「論文捏造はなぜ起きたのか?」杉晴夫

日本というものを語る時にどのジャンルかということに限らず、東洋の人情による裁定、身内での助け合いというものが事実上薄れ、西洋の国家や政府による福祉制度の導入がいまだ出来ていない「悪いどころ」取り、の国、ということが語られていることがあるんですが。
例えば研究体制だと、確かに弟子が可愛くて贔屓はするものの、一人前になるまで育てるってやればそれは無意味でもないよね。これが東洋的(で、かつての日本)。そして商業主義から始まっていても、それが熟成して研究者全体を支えるだけになっていればそれでいい、これは主に本で語られていたアメリカの状況だと思うんですが。

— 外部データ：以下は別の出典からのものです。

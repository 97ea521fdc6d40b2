//! The monitor: an owned context object tying the core together.
//!
//! [`Monitor::start`] validates the configuration, builds the shared state,
//! and spawns the stream client as a background task. The handle is what the
//! presentation layer holds: snapshot reads for rendering, typed command
//! methods, an event subscription for connectivity and notices, and a prompt,
//! connection-releasing [`Monitor::shutdown`].

use std::sync::Arc;

use tokio::task::JoinHandle;
use tokio_util::sync::CancellationToken;
use tracing::warn;

use powerwatch_types::{Room, Sample};

use crate::client::StreamClient;
use crate::commands::{CommandGateway, NewRoom};
use crate::config::MonitorConfig;
use crate::error::Result;
use crate::events::EventReceiver;
use crate::state::{LinkState, SharedState, StatsSnapshot};

/// Handle to a running telemetry monitor.
///
/// Dropping the handle cancels the background task; prefer
/// [`shutdown`](Self::shutdown) to also wait for the connection to be
/// released.
///
/// # Example
///
/// ```no_run
/// use powerwatch_core::{Monitor, MonitorConfig};
///
/// #[tokio::main]
/// async fn main() -> Result<(), Box<dyn std::error::Error>> {
///     let monitor = Monitor::start(MonitorConfig::new("ws://192.168.4.1:8765"))?;
///
///     for room in monitor.rooms() {
///         println!("{}: {} W threshold", room.name, room.threshold);
///     }
///
///     monitor.shutdown().await?;
///     Ok(())
/// }
/// ```
pub struct Monitor {
    state: Arc<SharedState>,
    gateway: CommandGateway,
    cancel: CancellationToken,
    task: Option<JoinHandle<Result<()>>>,
}

impl std::fmt::Debug for Monitor {
    fn fmt(&self, f: &mut std::fmt::Formatter<'_>) -> std::fmt::Result {
        f.debug_struct("Monitor").finish_non_exhaustive()
    }
}

impl Monitor {
    /// Validate the configuration and spawn the background stream task.
    ///
    /// Must be called from within a tokio runtime. Fails fast with
    /// [`Error::InvalidConfig`](crate::Error::InvalidConfig) on a bad
    /// configuration; connection problems are not errors here, they surface
    /// through [`is_connected`](Self::is_connected) and the event stream.
    pub fn start(config: MonitorConfig) -> Result<Self> {
        config.validate()?;

        let state = Arc::new(SharedState::new(&config));
        let cancel = CancellationToken::new();
        let gateway = CommandGateway::new(Arc::clone(&state), config.thresholds);
        let client = StreamClient::new(config, Arc::clone(&state), cancel.clone());
        let task = tokio::spawn(client.run());

        Ok(Self {
            state,
            gateway,
            cancel,
            task: Some(task),
        })
    }

    /// Snapshot of all rooms in insertion order.
    pub fn rooms(&self) -> Vec<Room> {
        self.state.rooms()
    }

    /// Snapshot of one room.
    pub fn room(&self, id: &str) -> Option<Room> {
        self.state.room(id)
    }

    /// Snapshot of a room's sample series for charting, oldest first.
    pub fn series(&self, room_id: &str) -> Vec<Sample> {
        self.state.series(room_id)
    }

    /// Whether the telemetry link is currently up.
    pub fn is_connected(&self) -> bool {
        self.state.is_connected()
    }

    /// Current link state, for a richer connectivity indicator.
    pub fn link_state(&self) -> LinkState {
        self.state.link_state()
    }

    /// Point-in-time stream statistics.
    pub fn stats(&self) -> StatsSnapshot {
        self.state.stats()
    }

    /// Subscribe to connectivity events and device notices.
    pub fn subscribe(&self) -> EventReceiver {
        self.state.events.subscribe()
    }

    /// The command gateway, for callers that want to hold it separately.
    pub fn gateway(&self) -> &CommandGateway {
        &self.gateway
    }

    /// See [`CommandGateway::update_threshold`].
    pub fn update_threshold(&self, room_id: &str, threshold: f64) -> Result<()> {
        self.gateway.update_threshold(room_id, threshold)
    }

    /// See [`CommandGateway::reset`].
    pub fn reset(&self, room_id: &str) -> Result<()> {
        self.gateway.reset(room_id)
    }

    /// See [`CommandGateway::add_room`].
    pub fn add_room(&self, new_room: NewRoom) -> Result<()> {
        self.gateway.add_room(new_room)
    }

    /// See [`CommandGateway::remove_room`].
    pub fn remove_room(&self, room_id: &str) -> Result<()> {
        self.gateway.remove_room(room_id)
    }

    /// Stop the background loop and wait for it to release the connection.
    ///
    /// Returns the loop's exit result: `Ok(())` for a clean cancellation,
    /// or the fatal error that already stopped it.
    pub async fn shutdown(mut self) -> Result<()> {
        self.cancel.cancel();
        let Some(task) = self.task.take() else {
            return Ok(());
        };
        match task.await {
            Ok(result) => result,
            Err(err) => {
                warn!(error = %err, "stream task did not shut down cleanly");
                Ok(())
            }
        }
    }
}

impl Drop for Monitor {
    fn drop(&mut self) {
        // Ensure the background task stops even if shutdown() was skipped.
        self.cancel.cancel();
    }
}

#[cfg(test)]
mod tests {
    use super::*;
    use crate::error::Error;

    #[tokio::test]
    async fn test_start_rejects_invalid_config() {
        let err = Monitor::start(MonitorConfig::new("http://not-a-ws-endpoint")).unwrap_err();
        assert!(matches!(err, Error::InvalidConfig(_)));
    }

    #[tokio::test]
    async fn test_fresh_monitor_is_disconnected_and_empty() {
        // Port 9 (discard) is a safe never-connects target.
        let monitor = Monitor::start(MonitorConfig::new("ws://127.0.0.1:9")).unwrap();

        assert!(!monitor.is_connected());
        assert!(monitor.rooms().is_empty());
        assert!(monitor.series("1").is_empty());

        monitor.shutdown().await.unwrap();
    }

    #[tokio::test]
    async fn test_commands_fail_synchronously_while_disconnected() {
        let monitor = Monitor::start(MonitorConfig::new("ws://127.0.0.1:9")).unwrap();

        let err = monitor.update_threshold("1", 2000.0).unwrap_err();
        assert!(matches!(err, Error::RoomNotFound(_)));

        monitor.shutdown().await.unwrap();
    }

    #[tokio::test]
    async fn test_shutdown_is_prompt() {
        let monitor = Monitor::start(MonitorConfig::new("ws://127.0.0.1:9")).unwrap();
        tokio::time::timeout(std::time::Duration::from_secs(5), monitor.shutdown())
            .await
            .expect("shutdown must not hang")
            .unwrap();
    }
}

この悪いところ取りをすると、現在注目の高い人気取りのテーマにのみ飛び付き、権威あると認められたノーベル賞を取るようなレベルの科学雑誌よりも、発行部数が多い雑誌にのみ「高い評価」を与える、みたいななにをしたいんだかよくわからないことになるんですね。
というか特定の研究者の弟子や教え子を、「平等のために」別の研究室に付けた上で彼らの親心で高い研究費を与えるって…(そして研究室そのものが予算のアンバランスで崩壊する)。研究者の手元に置かせたほうがなんぼかマシじゃないのって思うの私だけかな。
評価に恣意が混ざるよりも、変な平等意識のほうがまずい気がしないでもない。
いやだって、途中まで育ててる能力がわかってる教え子が可愛いこと自体はしょうがないし、それが弱小研究室に取られたら心配になるよな…なんだかなぁ。
というか、人気あるジャンルって研究者が大量にいるから儲け出ないじゃん理論的に!!
若い人が飛びつくのはしょうがないし、しばらく下積みするのもありだけど、政府がやるかなに考えてんだ、みたいな感じの本です。しかも明治からの伝統だって、はははは。